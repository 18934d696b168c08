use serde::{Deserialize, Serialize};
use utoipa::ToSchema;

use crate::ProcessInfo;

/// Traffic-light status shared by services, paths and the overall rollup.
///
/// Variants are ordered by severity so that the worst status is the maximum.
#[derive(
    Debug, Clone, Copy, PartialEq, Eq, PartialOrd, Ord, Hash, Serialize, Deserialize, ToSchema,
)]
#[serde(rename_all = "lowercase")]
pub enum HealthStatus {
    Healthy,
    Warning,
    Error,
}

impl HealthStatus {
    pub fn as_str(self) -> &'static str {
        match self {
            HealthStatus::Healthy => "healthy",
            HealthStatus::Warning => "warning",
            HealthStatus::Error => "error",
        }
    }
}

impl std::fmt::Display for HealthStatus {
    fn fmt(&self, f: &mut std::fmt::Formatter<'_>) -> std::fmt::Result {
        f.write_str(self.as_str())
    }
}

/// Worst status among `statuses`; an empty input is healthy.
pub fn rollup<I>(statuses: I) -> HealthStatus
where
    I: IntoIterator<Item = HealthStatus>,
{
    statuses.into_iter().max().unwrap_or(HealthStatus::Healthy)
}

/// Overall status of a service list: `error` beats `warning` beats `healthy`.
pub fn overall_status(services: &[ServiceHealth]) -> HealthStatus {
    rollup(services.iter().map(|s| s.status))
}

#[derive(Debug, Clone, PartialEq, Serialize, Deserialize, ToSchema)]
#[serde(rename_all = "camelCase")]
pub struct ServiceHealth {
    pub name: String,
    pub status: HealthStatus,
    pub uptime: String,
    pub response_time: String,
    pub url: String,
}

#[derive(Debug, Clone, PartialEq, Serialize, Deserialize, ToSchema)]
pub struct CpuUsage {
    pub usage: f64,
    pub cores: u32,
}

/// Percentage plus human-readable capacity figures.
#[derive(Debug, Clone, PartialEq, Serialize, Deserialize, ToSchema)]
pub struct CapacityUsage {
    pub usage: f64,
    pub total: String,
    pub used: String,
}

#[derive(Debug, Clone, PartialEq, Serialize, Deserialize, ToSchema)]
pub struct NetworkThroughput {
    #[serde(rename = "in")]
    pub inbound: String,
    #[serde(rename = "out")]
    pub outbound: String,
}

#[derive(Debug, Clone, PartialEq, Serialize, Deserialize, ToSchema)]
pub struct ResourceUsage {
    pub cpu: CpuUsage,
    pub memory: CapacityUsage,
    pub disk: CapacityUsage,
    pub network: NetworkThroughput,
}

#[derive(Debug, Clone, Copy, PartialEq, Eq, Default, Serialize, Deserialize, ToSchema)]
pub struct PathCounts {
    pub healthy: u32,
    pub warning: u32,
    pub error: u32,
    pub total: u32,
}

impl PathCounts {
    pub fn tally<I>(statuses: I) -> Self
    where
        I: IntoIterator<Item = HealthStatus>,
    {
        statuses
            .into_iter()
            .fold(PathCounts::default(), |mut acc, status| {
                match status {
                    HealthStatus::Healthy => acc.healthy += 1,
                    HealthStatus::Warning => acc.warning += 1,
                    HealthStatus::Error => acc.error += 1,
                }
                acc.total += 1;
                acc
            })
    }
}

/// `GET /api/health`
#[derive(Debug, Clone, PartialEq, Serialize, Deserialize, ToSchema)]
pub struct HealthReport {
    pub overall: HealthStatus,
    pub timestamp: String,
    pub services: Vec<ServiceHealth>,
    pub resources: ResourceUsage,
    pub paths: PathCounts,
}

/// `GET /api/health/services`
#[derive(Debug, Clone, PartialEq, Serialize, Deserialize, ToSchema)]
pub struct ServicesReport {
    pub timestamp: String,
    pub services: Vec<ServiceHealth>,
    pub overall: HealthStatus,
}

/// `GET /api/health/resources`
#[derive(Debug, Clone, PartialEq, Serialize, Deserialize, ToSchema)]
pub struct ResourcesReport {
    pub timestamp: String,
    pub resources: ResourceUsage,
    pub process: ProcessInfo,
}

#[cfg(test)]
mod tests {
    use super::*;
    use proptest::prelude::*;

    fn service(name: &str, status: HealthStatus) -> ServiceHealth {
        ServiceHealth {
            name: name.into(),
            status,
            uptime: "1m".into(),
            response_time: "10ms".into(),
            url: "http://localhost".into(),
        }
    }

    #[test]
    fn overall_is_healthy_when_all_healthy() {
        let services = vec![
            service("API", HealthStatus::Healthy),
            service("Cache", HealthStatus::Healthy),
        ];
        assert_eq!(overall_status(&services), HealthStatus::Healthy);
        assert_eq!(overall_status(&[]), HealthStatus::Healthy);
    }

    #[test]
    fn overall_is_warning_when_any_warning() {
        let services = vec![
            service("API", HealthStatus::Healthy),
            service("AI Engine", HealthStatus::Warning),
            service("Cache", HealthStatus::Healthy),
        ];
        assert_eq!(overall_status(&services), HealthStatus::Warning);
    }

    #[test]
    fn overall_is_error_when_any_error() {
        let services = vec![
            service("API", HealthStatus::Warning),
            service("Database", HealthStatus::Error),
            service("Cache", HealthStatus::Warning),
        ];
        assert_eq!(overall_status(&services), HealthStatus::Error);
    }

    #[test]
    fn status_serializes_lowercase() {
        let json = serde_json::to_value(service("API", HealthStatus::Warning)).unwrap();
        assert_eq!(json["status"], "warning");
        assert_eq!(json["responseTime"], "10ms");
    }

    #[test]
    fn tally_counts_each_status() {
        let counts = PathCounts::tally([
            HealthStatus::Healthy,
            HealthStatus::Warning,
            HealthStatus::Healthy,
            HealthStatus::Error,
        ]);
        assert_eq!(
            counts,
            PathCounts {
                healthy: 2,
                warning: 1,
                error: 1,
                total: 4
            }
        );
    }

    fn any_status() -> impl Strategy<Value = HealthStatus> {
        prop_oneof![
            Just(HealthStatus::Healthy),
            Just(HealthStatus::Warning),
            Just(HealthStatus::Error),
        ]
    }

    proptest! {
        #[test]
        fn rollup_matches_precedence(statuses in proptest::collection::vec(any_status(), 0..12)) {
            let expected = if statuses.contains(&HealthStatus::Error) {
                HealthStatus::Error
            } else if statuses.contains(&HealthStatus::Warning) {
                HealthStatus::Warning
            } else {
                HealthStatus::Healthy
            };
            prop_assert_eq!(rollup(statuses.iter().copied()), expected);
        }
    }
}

__Work instruction__.
Look above for the line holding "statuses.into_iter().max().unwrap_or(HealthStatus::Healthy)" and the line holding "human-readable capacity figures.". Retype both, and every line between them, word for word and nothing else.

__Completed exercise__.
    statuses.into_iter().max().unwrap_or(HealthStatus::Healthy)
}

/// Overall status of a service list: `error` beats `warning` beats `healthy`.
pub fn overall_status(services: &[ServiceHealth]) -> HealthStatus {
    rollup(services.iter().map(|s| s.status))
}

#[derive(Debug, Clone, PartialEq, Serialize, Deserialize, ToSchema)]
#[serde(rename_all = "camelCase")]
pub struct ServiceHealth {
    pub name: String,
    pub status: HealthStatus,
    pub uptime: String,
    pub response_time: String,
    pub url: String,
}

#[derive(Debug, Clone, PartialEq, Serialize, Deserialize, ToSchema)]
pub struct CpuUsage {
    pub usage: f64,
    pub cores: u32,
}

/// Percentage plus human-readable capacity figures.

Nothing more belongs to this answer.